The bench was as follows [...]
I think the main penalty in your per-type test comes from the fact that you're maintaining two separate refcounting systems (flyweight and shared_ptr<Holder>) and two virtual hierarchies (Exp_impl and Holder) in parallel, which effectively doubles the bookkeeping load of the program.
Indeed.
On the other hand, I think the benchmark is probably too lightweight to really discern whether per-type hashing is beneficial or detrimental: the number of elements involved is too low, so everything will fit in the working memory very comfortably, and hash collision, either in the single or in the per-type case, is almost certain not to occur.
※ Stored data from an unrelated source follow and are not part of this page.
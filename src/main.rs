//! pd-operator - A Kubernetes operator for managing PD clusters.
//!
//! Only the replica holding the leader lease runs the controller. Every
//! replica serves the health and metrics endpoints.

use std::net::SocketAddr;
use std::sync::Arc;
use std::time::Duration;

use kube::Client;
use kube_leader_election::{LeaseLock, LeaseLockParams};
use tokio::signal;
use tracing::{error, info, warn};

use pd_operator::health::{HealthState, run_health_server};
use pd_operator::{LeaseConfig, OperatorConfig, run_controller};

/// Grace period for in-flight reconciliations to complete during shutdown
const SHUTDOWN_GRACE_PERIOD: Duration = Duration::from_secs(5);

/// Health, readiness and metrics endpoint
const HEALTH_ADDR: ([u8; 4], u16) = ([0, 0, 0, 0], 8080);

#[tokio::main]
async fn main() -> Result<(), Box<dyn std::error::Error>> {
    tracing_subscriber::fmt()
        .with_env_filter(
            tracing_subscriber::EnvFilter::from_default_env()
                .add_directive("pd_operator=info".parse()?)
                .add_directive("kube=info".parse()?)
                .add_directive("kube_leader_election=info".parse()?),
        )
        .json()
        .init();

    let config = OperatorConfig::from_env()?;
    let lease = LeaseConfig::from_env();
    info!(
        holder_id = %lease.holder_id,
        lease = %format!("{}/{}", lease.namespace, lease.lease_name),
        watch_namespace = config.watch_namespace.as_deref().unwrap_or("*"),
        "Starting pd-operator"
    );

    let client = Client::try_default().await?;
    let health_state = Arc::new(HealthState::new());

    // Probes answer while this replica is still a follower
    let health_handle = {
        let health_state = health_state.clone();
        tokio::spawn(async move {
            if let Err(e) = run_health_server(health_state, SocketAddr::from(HEALTH_ADDR)).await {
                error!("Health server error: {}", e);
            }
        })
    };

    let lock = lease_lock(client.clone(), &lease);
    tokio::select! {
        () = acquire_leadership(&lock, &lease, &config) => {}
        _ = shutdown_signal() => {
            info!("Received shutdown signal before acquiring leadership");
            return Ok(());
        }
    }

    let renewal_handle = tokio::spawn(renew_leadership(lock, lease.renew_interval));

    let controller_handle = {
        let health_state = health_state.clone();
        tokio::spawn(async move {
            if let Err(e) = run_controller(client, config, Some(health_state)).await {
                error!("Controller failed to start: {}", e);
            }
        })
    };

    tokio::select! {
        result = controller_handle => {
            if let Err(e) = result {
                error!("Controller task panicked: {}", e);
            }
        }
        result = health_handle => {
            if let Err(e) = result {
                error!("Health server task panicked: {}", e);
            }
        }
        // Renewal only returns by exiting the process, so this is a panic
        Err(e) = renewal_handle => {
            error!("Lease renewal task panicked: {}", e);
        }
        _ = shutdown_signal() => {
            info!("Received shutdown signal, draining in-flight PD syncs");
            health_state.set_ready(false).await;
            tokio::time::sleep(SHUTDOWN_GRACE_PERIOD).await;
        }
    }

    info!("Operator stopped");
    Ok(())
}

fn lease_lock(client: Client, lease: &LeaseConfig) -> LeaseLock {
    LeaseLock::new(
        client,
        &lease.namespace,
        LeaseLockParams {
            holder_id: lease.holder_id.clone(),
            lease_name: lease.lease_name.clone(),
            lease_ttl: lease.ttl,
        },
    )
}

/// Block until this replica holds the lease.
async fn acquire_leadership(lock: &LeaseLock, lease: &LeaseConfig, config: &OperatorConfig) {
    loop {
        match lock.try_acquire_or_renew().await {
            Ok(result) if result.acquired_lease => {
                info!(
                    holder_id = %lease.holder_id,
                    auto_failover = config.auto_failover,
                    failover_period_secs = config.failover_period.as_secs(),
                    pd_timeout_secs = config.pd_timeout.as_secs(),
                    "Acquired leadership, reconciling PD clusters"
                );
                return;
            }
            Ok(_) => info!(lease = %lease.lease_name, "Another replica leads, waiting"),
            Err(e) => warn!("Failed to acquire lease: {}, retrying", e),
        }
        tokio::time::sleep(lease.renew_interval).await;
    }
}

/// Renew the lease forever, exiting the process once it is lost so the pod
/// restarts and rejoins the election as a follower.
#[allow(clippy::exit)]
async fn renew_leadership(lock: LeaseLock, interval: Duration) {
    loop {
        tokio::time::sleep(interval).await;
        match lock.try_acquire_or_renew().await {
            Ok(result) if result.acquired_lease => {}
            Ok(_) => {
                error!("Lost leadership, shutting down");
                std::process::exit(1);
            }
            Err(e) => {
                error!("Failed to renew lease: {}, shutting down", e);
                std::process::exit(1);
            }
        }
    }
}

/// Wait for SIGTERM or SIGINT.
///
/// Failing to install a handler is fatal.
#[allow(clippy::expect_used)]
async fn shutdown_signal() {
    let ctrl_c = async {
        signal::ctrl_c()
            .await
            .expect("Failed to install Ctrl+C handler");
    };

    #[cfg(unix)]
    let terminate = async {
        signal::unix::signal(signal::unix::SignalKind::terminate())
            .expect("Failed to install SIGTERM handler")
            .recv()
            .await;
    };

    #[cfg(not(unix))]
    let terminate = std::future::pending::<()>();

    tokio::select! {
        _ = ctrl_c => {},
        _ = terminate => {},
    }
}
//! PD client module.
//!
//! Queries the live PD cluster for per-member health, cluster identity and
//! the current leader.
//!
//! - `pd_client`: `PdClient` trait, the `reqwest` implementation and its factory
//! - `types`: decoded API bodies and `PdClientError`

pub mod pd_client;
pub mod types;

pub use pd_client::{HttpPdClient, HttpPdClientFactory, PdClient, PdClientFactory, pd_service_url};
pub use types::{ClusterInfo, HealthInfo, MemberHealth, PdClientError, PdLeader};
May I suggest you extend the benchmarking to deal with tens of thousands of unique values *at a given time*: this would yield, I guess, fairer results.
You are right, and I am amazed by the figures below. Actually, I have checked several times if I did something wrong, but I don't think so. The new bench is as follows: { size_t n = 10 * 1000; Exp exp = num(0); for (unsigned j = 1; j <= n; ++j) { Exp e = bin('*', bin('+', num(j), num(j)), bin('+', num(j), num(j))); Exp f = bin('/', e, e); // <======== a fancy "1" exp = bin('+', exp, f); // <======== so this is ++exp } assert(exp->eval() == n); } which I ran on several implementations: 1.cc: basic implementation using inheritance http://coliru.stacked-crooked.com/a/840ddd39842323e8 7.cc: inheritance, single Flyweight factory for the base class http://coliru.stacked-crooked.com/a/0d9a4eb64cbbe820 9.cc: inheritance, per-concrete types factories and custom wrapper http://coliru.stacked-crooked.com/a/e0c2e130fc668e30 10.cc: variant based implementation, no flyweight at all http://coliru.stacked-crooked.com/a/d51374d1272915d2 11.cc: variant based implementation, single flyweight for the resulting variant type (i.e., same as your example in the doc). http://coliru.stacked-crooked.com/a/44d2c491dcfcaf6c The results are: ./1 0,02s user 0,00s system 93% cpu 0,031 total ./7 0,06s user 0,00s system 97% cpu 0,070 total ./9 46,19s user 0,09s system 99% cpu 46,424 total ./10 171,29s user 9,71s system 99% cpu 3:01,09 total ./11 17,25s user 0,04s system 99% cpu 17,296 total The variants are amazingly costly compared to "native" polymorphism. It seems to consume so much space that the system part is now visible. As to whether it is better to have per-derived or per-base factory, it's not even a close call. Of course it is even better not to share at all, but that's expected by the bench itself. In my case, I expect to get ROI by getting faster hash/operator== in my library. I originally planed to implement a variant of flyweights per-type, but it does not seem like an interesting alternative any longer.
Akim Demaille
Hi Joaquín,
The new bench is as follows:
{ size_t n = 10 * 1000; Exp exp = num(0); for (unsigned j = 1; j <= n; ++j) { Exp e = bin('*', bin('+', num(j), num(j)), bin('+', num(j), num(j))); Exp f = bin('/', e, e); // <======== a fancy "1" exp = bin('+', exp, f); // <======== so this is ++exp } assert(exp->eval() == n); }
I think you can make the test even more realistic: as it stands now, the level of value redundancy is very low --for instance, each num value is repeated only four times--, which is not the ideal setting for Boost.Flyweight. If you change the creation of e to something like Exp e = bin('*', bin('+', num(1+(j%m)), num(1+(j%m))), bin('+', num(2+(j%m)), num(2+(j%m)))); for some constant m (in the range of 1000, for instance) then you can modulate the level of redundancy (the lower m, the more duplicate values): tuning m can tell you how Boost.Flyweight improves wrt the shared_ptr case (which should not be affected by m at all). I bet by having m sufficient low and n sufficiently high #7 can get to beat #1.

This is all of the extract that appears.